On Friday, 19 January, following a five-day trial, Travis James Madden, 22, a mechanic, of West Way, Three Bridges, Crawley, was convicted by a jury at Hove Crown Court of causing the death by dangerous driving of Shahid Moghal, 22, a front-seat passenger in a silver Toyota Starlet hatchback car that Madden was driving on 14 October 2016.
At around 8pm the car smashed into a tree on the A2011 Crawley Avenue, Crawley, killing Mr Moghal, from Furnace Green, Crawley. Madden sustained serious leg injuries.
Prior to the trial, Madden admitted causing Mr Moghal’s death while uninsured, and five unrelated counts of dangerous driving on roads in Sussex and Surrey while riding a Kawasaki ZX6R motorcycle between June and September 2016.
The dangerous driving offences were recorded on a helmet-mounted video camera, which Madden was ordered to forfeit, together with his motorcycle.
He was sentenced to 12 months’ imprisonment for the causing death whilst uninsured offence, and six months on each of the dangerous driving offences, all to run concurrently and all concurrent to his five year jail term, so that he is imprisoned for five years in all.

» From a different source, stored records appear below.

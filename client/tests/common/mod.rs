// Scripted in-memory transport for exchange tests
#![allow(dead_code)]

use rtbuf_client::{Command, MessageDef, Transport};
use std::io::Result;

/// Which exact-count call to cut short, and how many bytes it moves.
#[derive(Debug, Clone, Copy, PartialEq, Eq)]
pub enum Fault {
    Write { call: usize, transferred: usize },
    Read { call: usize, transferred: usize },
}

pub struct ScriptedTransport {
    inbound: Vec<u8>,
    pos: usize,
    fault: Option<Fault>,
    /// Bytes accepted from the client.
    pub written: Vec<u8>,
    /// Requested length of every `write_exact` call, in order.
    pub write_calls: Vec<usize>,
    /// Requested length of every `read_exact` call, in order.
    pub read_calls: Vec<usize>,
}

impl ScriptedTransport {
    /// Serve `inbound` to reads. Recording buffers are sized up front so the
    /// transport itself never allocates during an exchange.
    pub fn new(inbound: Vec<u8>) -> Self {
        ScriptedTransport {
            inbound,
            pos: 0,
            fault: None,
            written: Vec::with_capacity(64 * 1024),
            write_calls: Vec::with_capacity(16),
            read_calls: Vec::with_capacity(16),
        }
    }

    pub fn with_fault(mut self, fault: Fault) -> Self {
        self.fault = Some(fault);
        self
    }

    fn limit(&self, requested: usize, is_write: bool, call: usize) -> usize {
        match self.fault {
            Some(Fault::Write { call: c, transferred }) if is_write && c == call => {
                requested.min(transferred)
            }
            Some(Fault::Read { call: c, transferred }) if !is_write && c == call => {
                requested.min(transferred)
            }
            _ => requested,
        }
    }
}

impl Transport for ScriptedTransport {
    fn send(&mut self, data: &[u8]) -> Result<usize> {
        self.written.extend_from_slice(data);
        Ok(data.len())
    }

    fn receive(&mut self, buf: &mut [u8]) -> Result<usize> {
        let n = buf.len().min(self.inbound.len() - self.pos);
        buf[..n].copy_from_slice(&self.inbound[self.pos..self.pos + n]);
        self.pos += n;
        Ok(n)
    }

    fn connect(&mut self) -> Result<()> {
        Ok(())
    }

    fn disconnect(&mut self) -> Result<()> {
        Ok(())
    }

    fn write_exact(&mut self, data: &[u8]) -> usize {
        let call = self.write_calls.len();
        self.write_calls.push(data.len());
        let n = self.limit(data.len(), true, call);
        self.written.extend_from_slice(&data[..n]);
        n
    }

    fn read_exact(&mut self, buf: &mut [u8]) -> usize {
        let call = self.read_calls.len();
        self.read_calls.push(buf.len());
        let available = self.inbound.len() - self.pos;
        let n = self.limit(buf.len(), false, call).min(available);
        buf[..n].copy_from_slice(&self.inbound[self.pos..self.pos + n]);
        self.pos += n;
        n
    }
}

/// Wire bytes of a response with an explicit header, followed by `payload`.
pub fn response_bytes(version: u16, command: Command, bufsize: u32, payload: &[u8]) -> Vec<u8> {
    let def = MessageDef {
        version,
        command,
        bufsize,
    };
    let mut bytes = def.to_bytes().to_vec();
    bytes.extend_from_slice(payload);
    bytes
}
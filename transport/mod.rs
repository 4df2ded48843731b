// Transport module: exact-count blocking byte streams to the buffer server
pub mod traits;
pub mod unix;
pub mod tcp;

pub use traits::Transport;
pub use unix::*;
pub use tcp::*;
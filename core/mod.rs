// Core module: buffer protocol framing and types (NO I/O dependencies)
pub mod types;
pub mod protocol;

pub use types::*;
pub use protocol::*;
// Transport abstraction - allows pluggable communication backends
use std::io::{ErrorKind, Result};
use tracing::debug;

pub trait Transport: Send {
    fn send(&mut self, data: &[u8]) -> Result<usize>;
    fn receive(&mut self, buf: &mut [u8]) -> Result<usize>;
    fn connect(&mut self) -> Result<()>;
    fn disconnect(&mut self) -> Result<()>;

    /// Write all of `data`, returning how many bytes actually went out.
    ///
    /// Stops early on a zero-length write or a hard I/O error, so a result
    /// below `data.len()` means the stream is no longer usable for framing.
    fn write_exact(&mut self, data: &[u8]) -> usize {
        let mut written = 0;
        while written < data.len() {
            match self.send(&data[written..]) {
                Ok(0) => break,
                Ok(n) => written += n,
                Err(e) if e.kind() == ErrorKind::Interrupted => continue,
                Err(e) => {
                    debug!(error = %e, written, wanted = data.len(), "write stopped early");
                    break;
                }
            }
        }
        written
    }

    /// Fill all of `buf`, returning how many bytes were actually read.
    fn read_exact(&mut self, buf: &mut [u8]) -> usize {
        let mut read = 0;
        while read < buf.len() {
            match self.receive(&mut buf[read..]) {
                Ok(0) => break,
                Ok(n) => read += n,
                Err(e) if e.kind() == ErrorKind::Interrupted => continue,
                Err(e) => {
                    debug!(error = %e, read, wanted = buf.len(), "read stopped early");
                    break;
                }
            }
        }
        read
    }
}

impl<T: Transport + ?Sized> Transport for Box<T> {
    fn send(&mut self, data: &[u8]) -> Result<usize> {
        (**self).send(data)
    }

    fn receive(&mut self, buf: &mut [u8]) -> Result<usize> {
        (**self).receive(buf)
    }

    fn connect(&mut self) -> Result<()> {
        (**self).connect()
    }

    fn disconnect(&mut self) -> Result<()> {
        (**self).disconnect()
    }

    fn write_exact(&mut self, data: &[u8]) -> usize {
        (**self).write_exact(data)
    }

    fn read_exact(&mut self, buf: &mut [u8]) -> usize {
        (**self).read_exact(buf)
    }
}

pub(crate) fn not_connected() -> std::io::Error {
    std::io::Error::new(ErrorKind::NotConnected, "Not connected")
}
use std::error::Error;

use dns::{DnsError, ResourceRecord};
use tokio::io::BufReader;
use tracing_subscriber::EnvFilter;

mod cli_args;
mod console;
mod resolve;

use cli_args::CliArgs;
use console::{Command, Console};
use resolve::{ResolveError, Resolver};

#[tokio::main]
async fn main() -> Result<(), Box<dyn Error>> {
    tracing_subscriber::fmt()
        .with_env_filter(EnvFilter::try_from_default_env().unwrap_or_else(|_| EnvFilter::new("warn")))
        .with_writer(std::io::stderr)
        .init();

    let args: CliArgs = argh::from_env();
    let config = configuration::get_config(&args.config, &args.overrides())?;
    tracing::debug!("config: {:?}", config);

    let server_addr = config.dns.server_address();
    let resolver = Resolver::bind(server_addr, config.dns.timeout()).await?;
    println!("Client started, server: {}", server_addr);

    let mut console = Console::new(BufReader::new(tokio::io::stdin()));
    loop {
        match console.next_command().await? {
            Command::Stop => break,
            Command::Query(name_query) => report(resolver.resolve(name_query).await),
        }
    }

    Ok(())
}

fn report(result: Result<Vec<ResourceRecord>, ResolveError>) {
    match result {
        Ok(records) => {
            for r in records {
                println!("{} - {}", r.domain, r.rdata);
            }
        }
        Err(ResolveError::Dns(DnsError::QuestionMismatch)) => {
            println!("Received a response whose question does not match the one sent.")
        }
        Err(e) => println!("{}", e),
    }
}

Judge Jeremy Gold told Madden: “Your mindset at the time of the collision was that you drove in pursuit of thrill-seeking, no doubt thinking you were invincible. This case in an example of the tragedy that comes from that mindset.”

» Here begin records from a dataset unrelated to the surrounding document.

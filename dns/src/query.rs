use domain_name_query_types::NameQuery;

use crate::error::{DnsError, Result};
use crate::header::{Header, HEADER_LEN};
use crate::reader::Reader;
use crate::request_message::RequestMessage;
use crate::response_message::ResponseMessage;

/// Only one query is outstanding at a time, so the ID never changes.
pub const QUERY_ID: u16 = 1;

/// One outstanding query: its ID and the exact bytes that were sent.
///
/// The sent question is kept so the echo in a response can be compared
/// byte for byte.
#[derive(Debug, Clone)]
pub struct Query {
    id: u16,
    name_query: NameQuery,
    request_bytes: Vec<u8>,
}

impl Query {
    pub fn new(name_query: NameQuery) -> Result<Self> {
        Self::with_id(QUERY_ID, name_query)
    }

    pub fn with_id(id: u16, name_query: NameQuery) -> Result<Self> {
        let mut request_bytes = Vec::new();
        RequestMessage::new(id, &name_query).to_bytes(&mut request_bytes)?;

        Ok(Self {
            id,
            name_query,
            request_bytes,
        })
    }

    pub fn id(&self) -> u16 {
        self.id
    }

    pub fn name_query(&self) -> &NameQuery {
        &self.name_query
    }

    pub fn request_bytes(&self) -> &[u8] {
        &self.request_bytes
    }

    pub fn question_bytes(&self) -> &[u8] {
        &self.request_bytes[HEADER_LEN..]
    }

    /// Validates a received datagram against this query.
    ///
    /// Errors for which [`DnsError::is_terminal`] is false mean the datagram
    /// is not an answer to this query and should be skipped.
    pub fn check_response<'a>(&self, response: &'a [u8]) -> Result<ResponseMessage<'a>> {
        let mut rdr = Reader::new(response);

        let header = Header::parse_from_reader(&mut rdr)?;
        header.check_response(self.id)?;

        let question = self.question_bytes();
        let echoed = rdr.read_slice(question.len())?;
        if echoed != question {
            return Err(DnsError::QuestionMismatch);
        }

        Ok(ResponseMessage::new(header, response, rdr.position()))
    }
}
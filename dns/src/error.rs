use crate::header::Rcode;
use thiserror::Error;

#[derive(Error, Debug, Clone, PartialEq, Eq)]
pub enum DnsError {
    #[error("invalid domain name {name:?}: {reason}")]
    InvalidName { name: String, reason: &'static str },

    #[error("message truncated")]
    TruncatedMessage,

    #[error("unexpected id {0}")]
    UnexpectedId(u16),

    #[error("message is a query, not a response")]
    NotAResponse,

    #[error("unknown opcode {0}")]
    UnknownOpcode(u8),

    #[error("unknown rcode {0}")]
    UnknownResponseCode(u8),

    #[error("unknown record type {0}")]
    UnknownRecordType(u16),

    #[error("expected one question, got {0}")]
    UnexpectedQuestionCount(u16),

    #[error("expected at least one answer, got {0}")]
    InsufficientAnswers(u16),

    #[error("reserved label type in length byte {0:#04x}")]
    BadLabel(u8),

    #[error("too many compression pointers in name at offset {0}")]
    CompressionLoop(usize),

    #[error("RCODE = {} ({}): {}", .0.code(), .0, .0.description())]
    ServerReportedError(Rcode),

    #[error("response question does not match the question sent")]
    QuestionMismatch,
}

impl DnsError {
    /// Whether this error ends the current query instead of being skipped
    /// while waiting for another datagram.
    pub fn is_terminal(&self) -> bool {
        matches!(
            self,
            DnsError::ServerReportedError(_) | DnsError::QuestionMismatch | DnsError::InvalidName { .. }
        )
    }
}

pub type Result<T> = std::result::Result<T, DnsError>;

After the sentencing, Sergeant Rob Baldwin, of the Surrey and Sussex Roads Policing Unit, said: “An independent witness who saw the collision told the court how he saw Madden performing a ‘Formula One slip-
stream overtake’ of another vehicle, before losing control of his vehicle, leaving the road and colliding with a tree.
“During the course of our investigation we recovered videos from Madden’s mobile phone, and subsequently from his home computer. These videos were recorded by Madden himself whilst riding his high-powered Kawasaki motorcycle in the four months prior to the fatal collision.
“The videos showed him riding at grossly excessive speeds, racing, undertaking other vehicles, and on one occasion using a mobile phone whilst riding at speed.
“It is clear that Madden was a young man who enjoyed the thrill of speed, and had a propensity to drive dangerously, with little or no room for error. He had no regard to the risks he posed to other road users or to himself. Driving in this manner, it was inevitable that at some point he would crash.